= WORK REQUIRED =
How many lines of these records hold the string "HttpRpcClient"? Reply with the number alone.

= Stored items =
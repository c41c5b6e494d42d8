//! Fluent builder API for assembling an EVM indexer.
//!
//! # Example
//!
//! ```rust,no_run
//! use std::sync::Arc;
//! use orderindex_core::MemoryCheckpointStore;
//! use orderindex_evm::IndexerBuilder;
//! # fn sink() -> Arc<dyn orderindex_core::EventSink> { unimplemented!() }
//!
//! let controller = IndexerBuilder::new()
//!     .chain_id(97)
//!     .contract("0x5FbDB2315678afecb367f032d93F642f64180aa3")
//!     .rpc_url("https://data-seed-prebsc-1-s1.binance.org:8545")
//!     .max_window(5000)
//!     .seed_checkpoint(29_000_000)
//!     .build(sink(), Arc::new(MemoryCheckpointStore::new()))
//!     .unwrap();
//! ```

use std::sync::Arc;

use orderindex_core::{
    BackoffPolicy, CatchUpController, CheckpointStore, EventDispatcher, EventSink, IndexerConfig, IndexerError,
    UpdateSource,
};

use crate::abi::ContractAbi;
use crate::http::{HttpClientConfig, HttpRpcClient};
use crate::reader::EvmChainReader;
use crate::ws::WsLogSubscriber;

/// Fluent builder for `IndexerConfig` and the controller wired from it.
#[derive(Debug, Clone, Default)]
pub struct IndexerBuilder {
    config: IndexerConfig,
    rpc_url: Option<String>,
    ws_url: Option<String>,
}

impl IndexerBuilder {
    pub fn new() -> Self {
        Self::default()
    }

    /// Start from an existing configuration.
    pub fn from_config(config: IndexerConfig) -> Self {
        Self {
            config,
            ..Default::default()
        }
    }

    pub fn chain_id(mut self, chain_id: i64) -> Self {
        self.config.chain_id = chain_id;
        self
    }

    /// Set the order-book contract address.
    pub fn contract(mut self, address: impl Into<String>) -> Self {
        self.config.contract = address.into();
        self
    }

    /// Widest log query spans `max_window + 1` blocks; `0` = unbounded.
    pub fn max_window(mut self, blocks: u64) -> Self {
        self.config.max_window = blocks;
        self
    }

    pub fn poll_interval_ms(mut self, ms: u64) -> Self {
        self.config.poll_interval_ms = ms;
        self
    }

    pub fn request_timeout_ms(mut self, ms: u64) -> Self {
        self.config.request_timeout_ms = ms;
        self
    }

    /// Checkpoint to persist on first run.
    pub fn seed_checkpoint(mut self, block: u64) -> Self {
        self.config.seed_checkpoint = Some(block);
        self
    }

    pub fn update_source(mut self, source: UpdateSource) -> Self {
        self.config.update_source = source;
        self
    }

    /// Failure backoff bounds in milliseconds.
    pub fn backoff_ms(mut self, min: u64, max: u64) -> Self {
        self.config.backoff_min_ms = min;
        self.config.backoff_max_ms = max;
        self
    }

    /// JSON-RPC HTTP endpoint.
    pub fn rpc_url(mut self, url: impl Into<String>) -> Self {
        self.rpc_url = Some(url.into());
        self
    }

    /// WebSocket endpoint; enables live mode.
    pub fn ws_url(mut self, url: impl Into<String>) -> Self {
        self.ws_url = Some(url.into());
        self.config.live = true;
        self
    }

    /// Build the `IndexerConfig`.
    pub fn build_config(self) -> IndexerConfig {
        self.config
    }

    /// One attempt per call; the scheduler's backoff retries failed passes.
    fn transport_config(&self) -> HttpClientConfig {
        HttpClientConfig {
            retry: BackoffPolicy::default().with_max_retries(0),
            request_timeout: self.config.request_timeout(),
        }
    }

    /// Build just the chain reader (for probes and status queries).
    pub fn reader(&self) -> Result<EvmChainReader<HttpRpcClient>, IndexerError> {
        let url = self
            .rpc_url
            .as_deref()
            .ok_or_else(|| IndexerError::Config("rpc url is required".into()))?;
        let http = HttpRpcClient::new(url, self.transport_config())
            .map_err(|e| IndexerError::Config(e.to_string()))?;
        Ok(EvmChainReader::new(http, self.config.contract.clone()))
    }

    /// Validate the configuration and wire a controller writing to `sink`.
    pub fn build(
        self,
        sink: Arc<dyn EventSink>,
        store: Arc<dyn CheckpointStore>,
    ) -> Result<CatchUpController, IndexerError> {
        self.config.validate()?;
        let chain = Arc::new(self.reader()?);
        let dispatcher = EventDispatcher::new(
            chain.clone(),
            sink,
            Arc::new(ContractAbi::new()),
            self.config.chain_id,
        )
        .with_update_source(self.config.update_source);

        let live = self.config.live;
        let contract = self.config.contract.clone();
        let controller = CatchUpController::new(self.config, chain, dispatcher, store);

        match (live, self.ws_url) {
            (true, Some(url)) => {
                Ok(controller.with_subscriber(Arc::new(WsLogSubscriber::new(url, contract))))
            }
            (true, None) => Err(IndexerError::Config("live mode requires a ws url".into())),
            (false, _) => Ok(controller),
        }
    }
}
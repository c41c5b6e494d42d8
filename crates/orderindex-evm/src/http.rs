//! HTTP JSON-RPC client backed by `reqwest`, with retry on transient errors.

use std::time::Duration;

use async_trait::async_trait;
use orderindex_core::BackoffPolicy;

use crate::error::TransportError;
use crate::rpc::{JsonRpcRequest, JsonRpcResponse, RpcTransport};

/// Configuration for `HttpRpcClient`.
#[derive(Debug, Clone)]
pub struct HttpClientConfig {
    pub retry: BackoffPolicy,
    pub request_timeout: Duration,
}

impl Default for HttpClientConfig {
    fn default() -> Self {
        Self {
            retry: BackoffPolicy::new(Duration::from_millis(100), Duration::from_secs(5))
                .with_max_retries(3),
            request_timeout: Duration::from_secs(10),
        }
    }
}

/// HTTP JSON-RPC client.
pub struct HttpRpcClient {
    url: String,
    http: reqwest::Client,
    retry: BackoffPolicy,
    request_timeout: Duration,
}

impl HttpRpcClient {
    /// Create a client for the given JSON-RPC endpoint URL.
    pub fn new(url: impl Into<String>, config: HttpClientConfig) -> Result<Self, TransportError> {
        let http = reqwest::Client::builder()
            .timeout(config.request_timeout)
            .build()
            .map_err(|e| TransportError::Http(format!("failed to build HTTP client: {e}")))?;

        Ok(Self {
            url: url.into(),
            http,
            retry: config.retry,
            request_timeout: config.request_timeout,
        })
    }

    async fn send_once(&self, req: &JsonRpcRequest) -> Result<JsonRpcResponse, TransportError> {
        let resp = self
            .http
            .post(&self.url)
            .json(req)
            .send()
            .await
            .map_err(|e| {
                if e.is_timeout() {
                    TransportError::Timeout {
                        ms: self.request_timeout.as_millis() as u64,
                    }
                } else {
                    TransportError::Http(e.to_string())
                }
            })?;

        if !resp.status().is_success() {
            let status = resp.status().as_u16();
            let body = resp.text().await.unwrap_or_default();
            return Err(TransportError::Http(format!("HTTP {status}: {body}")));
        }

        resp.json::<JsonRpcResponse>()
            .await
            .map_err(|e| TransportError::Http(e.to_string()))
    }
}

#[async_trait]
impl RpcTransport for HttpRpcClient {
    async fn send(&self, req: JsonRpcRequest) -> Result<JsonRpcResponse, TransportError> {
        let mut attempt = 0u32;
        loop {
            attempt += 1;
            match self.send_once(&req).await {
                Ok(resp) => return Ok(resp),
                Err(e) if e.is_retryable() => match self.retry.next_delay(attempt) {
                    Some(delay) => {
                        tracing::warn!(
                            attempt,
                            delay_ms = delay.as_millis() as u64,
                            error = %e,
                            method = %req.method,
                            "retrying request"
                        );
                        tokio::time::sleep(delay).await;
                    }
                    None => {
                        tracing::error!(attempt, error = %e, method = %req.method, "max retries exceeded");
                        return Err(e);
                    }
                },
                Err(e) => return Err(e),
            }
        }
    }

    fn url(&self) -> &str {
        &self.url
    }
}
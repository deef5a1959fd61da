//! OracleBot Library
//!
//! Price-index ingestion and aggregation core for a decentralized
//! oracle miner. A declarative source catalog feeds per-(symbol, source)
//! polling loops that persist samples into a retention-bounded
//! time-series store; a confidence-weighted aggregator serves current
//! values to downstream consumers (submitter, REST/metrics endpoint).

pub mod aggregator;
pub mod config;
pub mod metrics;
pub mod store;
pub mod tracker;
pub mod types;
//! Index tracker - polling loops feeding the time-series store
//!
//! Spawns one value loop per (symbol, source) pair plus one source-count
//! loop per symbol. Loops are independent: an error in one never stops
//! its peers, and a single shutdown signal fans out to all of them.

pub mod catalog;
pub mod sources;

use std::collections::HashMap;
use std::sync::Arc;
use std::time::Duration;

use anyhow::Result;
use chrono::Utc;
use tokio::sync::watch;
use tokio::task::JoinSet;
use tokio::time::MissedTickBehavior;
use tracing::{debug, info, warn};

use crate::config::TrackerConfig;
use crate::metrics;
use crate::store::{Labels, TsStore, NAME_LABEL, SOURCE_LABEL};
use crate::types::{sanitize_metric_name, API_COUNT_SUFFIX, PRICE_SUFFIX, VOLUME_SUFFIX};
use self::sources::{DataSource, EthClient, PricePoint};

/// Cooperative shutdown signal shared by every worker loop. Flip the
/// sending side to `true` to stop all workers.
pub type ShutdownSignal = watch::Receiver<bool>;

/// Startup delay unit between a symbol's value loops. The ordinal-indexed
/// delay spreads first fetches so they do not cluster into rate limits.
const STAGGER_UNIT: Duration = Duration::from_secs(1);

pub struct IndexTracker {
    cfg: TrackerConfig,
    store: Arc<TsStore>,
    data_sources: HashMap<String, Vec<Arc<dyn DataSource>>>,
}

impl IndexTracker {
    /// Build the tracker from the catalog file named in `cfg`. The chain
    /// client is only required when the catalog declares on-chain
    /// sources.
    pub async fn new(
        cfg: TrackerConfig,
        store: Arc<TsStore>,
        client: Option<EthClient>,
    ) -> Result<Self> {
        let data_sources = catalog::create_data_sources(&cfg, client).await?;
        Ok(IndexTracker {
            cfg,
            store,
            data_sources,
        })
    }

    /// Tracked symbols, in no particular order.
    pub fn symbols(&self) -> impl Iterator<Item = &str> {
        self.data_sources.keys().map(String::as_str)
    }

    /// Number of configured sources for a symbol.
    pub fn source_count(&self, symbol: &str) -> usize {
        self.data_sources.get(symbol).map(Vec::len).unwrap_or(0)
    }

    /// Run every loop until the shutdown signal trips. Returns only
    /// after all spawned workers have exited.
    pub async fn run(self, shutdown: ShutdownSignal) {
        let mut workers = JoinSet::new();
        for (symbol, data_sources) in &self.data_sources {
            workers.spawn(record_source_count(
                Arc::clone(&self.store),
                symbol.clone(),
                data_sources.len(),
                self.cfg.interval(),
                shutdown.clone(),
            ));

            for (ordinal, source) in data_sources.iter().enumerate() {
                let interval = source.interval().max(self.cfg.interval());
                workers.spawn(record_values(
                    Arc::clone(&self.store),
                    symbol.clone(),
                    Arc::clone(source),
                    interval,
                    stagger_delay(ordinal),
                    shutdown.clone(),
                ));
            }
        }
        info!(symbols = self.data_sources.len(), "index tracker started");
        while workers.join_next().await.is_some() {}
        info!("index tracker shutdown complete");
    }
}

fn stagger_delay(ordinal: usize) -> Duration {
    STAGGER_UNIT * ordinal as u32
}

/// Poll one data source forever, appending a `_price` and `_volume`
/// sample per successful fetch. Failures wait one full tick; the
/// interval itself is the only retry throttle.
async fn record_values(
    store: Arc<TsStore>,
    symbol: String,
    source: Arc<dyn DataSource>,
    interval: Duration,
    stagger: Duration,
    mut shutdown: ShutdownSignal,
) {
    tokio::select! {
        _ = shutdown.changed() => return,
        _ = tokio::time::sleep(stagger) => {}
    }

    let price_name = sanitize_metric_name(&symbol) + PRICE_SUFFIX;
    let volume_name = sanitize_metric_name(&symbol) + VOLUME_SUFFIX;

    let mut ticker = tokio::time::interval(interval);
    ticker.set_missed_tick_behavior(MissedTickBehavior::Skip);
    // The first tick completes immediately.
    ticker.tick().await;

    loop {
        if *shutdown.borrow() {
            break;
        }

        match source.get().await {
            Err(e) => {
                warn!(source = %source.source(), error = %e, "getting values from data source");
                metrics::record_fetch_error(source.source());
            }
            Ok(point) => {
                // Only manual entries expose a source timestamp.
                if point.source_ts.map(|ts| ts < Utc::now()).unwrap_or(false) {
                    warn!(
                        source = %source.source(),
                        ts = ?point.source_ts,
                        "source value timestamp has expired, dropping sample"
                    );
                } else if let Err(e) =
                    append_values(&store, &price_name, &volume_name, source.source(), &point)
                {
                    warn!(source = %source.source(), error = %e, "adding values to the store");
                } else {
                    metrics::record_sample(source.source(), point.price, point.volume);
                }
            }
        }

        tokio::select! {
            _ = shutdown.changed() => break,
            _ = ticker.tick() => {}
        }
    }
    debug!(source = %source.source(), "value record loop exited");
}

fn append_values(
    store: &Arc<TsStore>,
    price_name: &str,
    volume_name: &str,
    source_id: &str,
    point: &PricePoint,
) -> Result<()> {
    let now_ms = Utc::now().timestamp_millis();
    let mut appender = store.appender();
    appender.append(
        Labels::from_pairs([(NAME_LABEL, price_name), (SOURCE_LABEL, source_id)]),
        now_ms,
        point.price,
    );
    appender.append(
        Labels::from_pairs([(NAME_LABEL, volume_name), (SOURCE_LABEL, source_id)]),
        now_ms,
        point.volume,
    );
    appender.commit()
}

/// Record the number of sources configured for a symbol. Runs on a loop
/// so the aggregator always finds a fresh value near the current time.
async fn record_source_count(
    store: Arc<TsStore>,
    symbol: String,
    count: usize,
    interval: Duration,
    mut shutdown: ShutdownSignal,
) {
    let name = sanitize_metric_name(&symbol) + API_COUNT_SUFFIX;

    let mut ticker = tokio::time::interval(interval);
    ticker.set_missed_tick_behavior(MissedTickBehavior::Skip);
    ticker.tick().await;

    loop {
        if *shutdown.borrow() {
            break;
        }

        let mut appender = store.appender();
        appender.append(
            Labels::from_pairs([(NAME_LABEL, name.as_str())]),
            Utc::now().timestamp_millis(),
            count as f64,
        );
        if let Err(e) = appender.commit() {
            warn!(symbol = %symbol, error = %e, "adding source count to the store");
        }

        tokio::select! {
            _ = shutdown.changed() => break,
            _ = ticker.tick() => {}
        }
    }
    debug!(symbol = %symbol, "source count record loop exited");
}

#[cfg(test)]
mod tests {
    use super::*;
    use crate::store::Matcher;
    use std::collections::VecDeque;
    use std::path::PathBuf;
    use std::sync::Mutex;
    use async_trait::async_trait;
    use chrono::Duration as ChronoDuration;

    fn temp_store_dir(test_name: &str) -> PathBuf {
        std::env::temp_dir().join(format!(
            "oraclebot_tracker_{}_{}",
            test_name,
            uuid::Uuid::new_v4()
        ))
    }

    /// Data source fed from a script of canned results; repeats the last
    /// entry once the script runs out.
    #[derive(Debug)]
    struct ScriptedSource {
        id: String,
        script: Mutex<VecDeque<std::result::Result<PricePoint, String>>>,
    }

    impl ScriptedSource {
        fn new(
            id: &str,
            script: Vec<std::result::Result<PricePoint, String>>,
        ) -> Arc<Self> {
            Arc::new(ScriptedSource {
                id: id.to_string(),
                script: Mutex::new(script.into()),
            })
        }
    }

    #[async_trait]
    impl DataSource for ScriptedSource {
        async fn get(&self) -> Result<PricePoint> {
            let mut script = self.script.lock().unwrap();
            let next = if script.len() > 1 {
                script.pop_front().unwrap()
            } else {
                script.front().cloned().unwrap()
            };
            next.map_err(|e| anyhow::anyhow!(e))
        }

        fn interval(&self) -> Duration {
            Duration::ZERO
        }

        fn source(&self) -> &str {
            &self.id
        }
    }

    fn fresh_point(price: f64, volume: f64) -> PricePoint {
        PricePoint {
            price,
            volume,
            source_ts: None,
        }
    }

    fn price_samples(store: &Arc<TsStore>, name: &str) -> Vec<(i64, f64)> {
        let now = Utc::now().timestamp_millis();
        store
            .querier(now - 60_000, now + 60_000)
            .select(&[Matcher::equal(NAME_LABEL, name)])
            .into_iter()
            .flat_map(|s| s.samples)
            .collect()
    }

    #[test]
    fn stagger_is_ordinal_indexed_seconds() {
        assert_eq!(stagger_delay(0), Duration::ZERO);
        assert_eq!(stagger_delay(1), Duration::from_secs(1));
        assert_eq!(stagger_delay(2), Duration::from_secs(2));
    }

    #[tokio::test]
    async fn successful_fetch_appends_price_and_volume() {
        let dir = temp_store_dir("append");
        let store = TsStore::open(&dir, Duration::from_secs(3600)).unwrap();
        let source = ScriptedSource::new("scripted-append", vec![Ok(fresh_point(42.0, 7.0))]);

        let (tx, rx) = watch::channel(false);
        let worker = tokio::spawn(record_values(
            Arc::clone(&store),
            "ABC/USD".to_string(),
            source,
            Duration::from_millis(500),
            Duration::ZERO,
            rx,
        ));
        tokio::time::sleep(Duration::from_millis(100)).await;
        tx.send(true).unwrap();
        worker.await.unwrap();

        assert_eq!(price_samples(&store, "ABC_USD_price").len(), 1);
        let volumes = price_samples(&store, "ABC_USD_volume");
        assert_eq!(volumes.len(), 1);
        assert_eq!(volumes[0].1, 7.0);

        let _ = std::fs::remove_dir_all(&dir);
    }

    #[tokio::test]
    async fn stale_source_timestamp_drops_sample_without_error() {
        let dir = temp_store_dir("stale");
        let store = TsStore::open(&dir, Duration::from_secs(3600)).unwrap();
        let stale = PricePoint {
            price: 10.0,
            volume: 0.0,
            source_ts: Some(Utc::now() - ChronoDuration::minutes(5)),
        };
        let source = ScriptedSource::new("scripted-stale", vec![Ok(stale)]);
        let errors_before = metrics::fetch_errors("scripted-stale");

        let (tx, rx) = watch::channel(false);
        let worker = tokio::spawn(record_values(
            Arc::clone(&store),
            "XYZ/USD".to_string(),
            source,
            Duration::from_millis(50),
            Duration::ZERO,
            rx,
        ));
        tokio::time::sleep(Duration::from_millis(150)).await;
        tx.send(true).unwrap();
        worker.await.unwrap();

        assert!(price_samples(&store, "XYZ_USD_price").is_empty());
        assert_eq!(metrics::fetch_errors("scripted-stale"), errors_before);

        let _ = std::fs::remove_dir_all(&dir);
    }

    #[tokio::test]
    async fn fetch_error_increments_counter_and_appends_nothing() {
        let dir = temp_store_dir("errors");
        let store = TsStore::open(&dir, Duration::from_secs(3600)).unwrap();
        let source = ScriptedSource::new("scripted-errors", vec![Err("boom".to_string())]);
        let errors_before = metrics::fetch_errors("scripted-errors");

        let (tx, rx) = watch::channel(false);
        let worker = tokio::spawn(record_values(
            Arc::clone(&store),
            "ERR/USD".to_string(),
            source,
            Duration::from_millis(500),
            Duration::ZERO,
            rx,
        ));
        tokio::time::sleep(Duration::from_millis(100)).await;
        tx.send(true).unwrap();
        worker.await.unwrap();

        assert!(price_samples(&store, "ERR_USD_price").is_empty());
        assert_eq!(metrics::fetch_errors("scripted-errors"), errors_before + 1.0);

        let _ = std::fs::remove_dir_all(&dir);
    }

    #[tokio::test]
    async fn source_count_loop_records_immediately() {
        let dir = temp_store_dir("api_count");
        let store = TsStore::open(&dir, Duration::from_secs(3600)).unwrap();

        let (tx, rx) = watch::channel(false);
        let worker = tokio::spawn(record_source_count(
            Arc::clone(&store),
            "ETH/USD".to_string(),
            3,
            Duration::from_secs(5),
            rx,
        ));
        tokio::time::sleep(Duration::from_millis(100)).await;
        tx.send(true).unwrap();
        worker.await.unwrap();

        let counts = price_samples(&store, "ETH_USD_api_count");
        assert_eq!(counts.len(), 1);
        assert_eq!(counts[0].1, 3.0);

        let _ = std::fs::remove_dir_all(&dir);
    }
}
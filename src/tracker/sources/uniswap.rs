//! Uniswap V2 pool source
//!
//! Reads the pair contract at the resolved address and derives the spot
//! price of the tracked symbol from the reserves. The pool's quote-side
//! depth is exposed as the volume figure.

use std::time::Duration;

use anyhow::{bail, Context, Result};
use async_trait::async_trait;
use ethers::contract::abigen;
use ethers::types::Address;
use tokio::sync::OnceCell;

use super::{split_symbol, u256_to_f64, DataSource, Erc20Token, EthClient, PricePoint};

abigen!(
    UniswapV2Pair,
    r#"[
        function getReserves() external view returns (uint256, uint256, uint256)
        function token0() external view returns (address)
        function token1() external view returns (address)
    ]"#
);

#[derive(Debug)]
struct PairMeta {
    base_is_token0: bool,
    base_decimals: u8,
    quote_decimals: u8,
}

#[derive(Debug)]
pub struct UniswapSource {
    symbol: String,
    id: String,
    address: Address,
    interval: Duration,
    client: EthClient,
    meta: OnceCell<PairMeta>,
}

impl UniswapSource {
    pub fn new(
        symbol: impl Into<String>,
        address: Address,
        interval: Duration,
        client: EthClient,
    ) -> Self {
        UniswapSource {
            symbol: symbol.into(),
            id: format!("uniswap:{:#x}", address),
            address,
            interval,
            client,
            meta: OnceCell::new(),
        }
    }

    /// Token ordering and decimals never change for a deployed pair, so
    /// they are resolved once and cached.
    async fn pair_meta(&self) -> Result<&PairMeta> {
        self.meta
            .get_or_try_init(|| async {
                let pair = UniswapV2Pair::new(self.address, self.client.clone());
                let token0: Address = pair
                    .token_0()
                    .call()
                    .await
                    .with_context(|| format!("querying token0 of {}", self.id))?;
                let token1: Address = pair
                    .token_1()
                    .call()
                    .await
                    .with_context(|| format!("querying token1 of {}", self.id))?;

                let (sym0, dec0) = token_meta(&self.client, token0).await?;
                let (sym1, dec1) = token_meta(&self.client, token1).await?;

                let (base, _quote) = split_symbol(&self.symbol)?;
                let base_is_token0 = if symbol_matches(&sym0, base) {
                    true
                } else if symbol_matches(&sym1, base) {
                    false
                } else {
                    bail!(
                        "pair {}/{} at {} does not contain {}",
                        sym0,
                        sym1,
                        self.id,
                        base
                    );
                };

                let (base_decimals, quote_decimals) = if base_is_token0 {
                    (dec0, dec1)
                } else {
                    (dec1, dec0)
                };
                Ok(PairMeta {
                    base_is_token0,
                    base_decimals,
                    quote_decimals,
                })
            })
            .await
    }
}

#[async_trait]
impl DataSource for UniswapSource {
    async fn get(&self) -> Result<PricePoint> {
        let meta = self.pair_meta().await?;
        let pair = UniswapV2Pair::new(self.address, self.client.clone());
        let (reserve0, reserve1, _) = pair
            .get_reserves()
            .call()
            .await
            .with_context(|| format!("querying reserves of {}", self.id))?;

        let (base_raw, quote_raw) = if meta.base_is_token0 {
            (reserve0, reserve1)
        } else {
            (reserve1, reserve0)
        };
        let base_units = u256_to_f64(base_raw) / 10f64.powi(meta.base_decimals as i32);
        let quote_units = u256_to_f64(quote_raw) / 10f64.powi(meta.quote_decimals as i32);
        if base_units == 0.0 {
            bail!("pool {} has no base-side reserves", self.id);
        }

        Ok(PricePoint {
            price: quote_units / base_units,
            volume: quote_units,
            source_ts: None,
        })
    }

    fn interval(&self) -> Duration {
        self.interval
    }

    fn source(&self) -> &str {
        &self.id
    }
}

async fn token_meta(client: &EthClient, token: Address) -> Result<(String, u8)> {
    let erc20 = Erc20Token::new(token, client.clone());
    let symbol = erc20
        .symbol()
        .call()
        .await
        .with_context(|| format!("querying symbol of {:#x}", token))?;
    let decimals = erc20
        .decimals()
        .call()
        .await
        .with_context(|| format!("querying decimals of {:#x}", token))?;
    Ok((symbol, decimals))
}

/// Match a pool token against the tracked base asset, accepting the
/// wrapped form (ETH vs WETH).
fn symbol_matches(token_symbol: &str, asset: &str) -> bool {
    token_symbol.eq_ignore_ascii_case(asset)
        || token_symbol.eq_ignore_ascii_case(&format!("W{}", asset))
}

= RESULT OF THIS EXERCISE =
7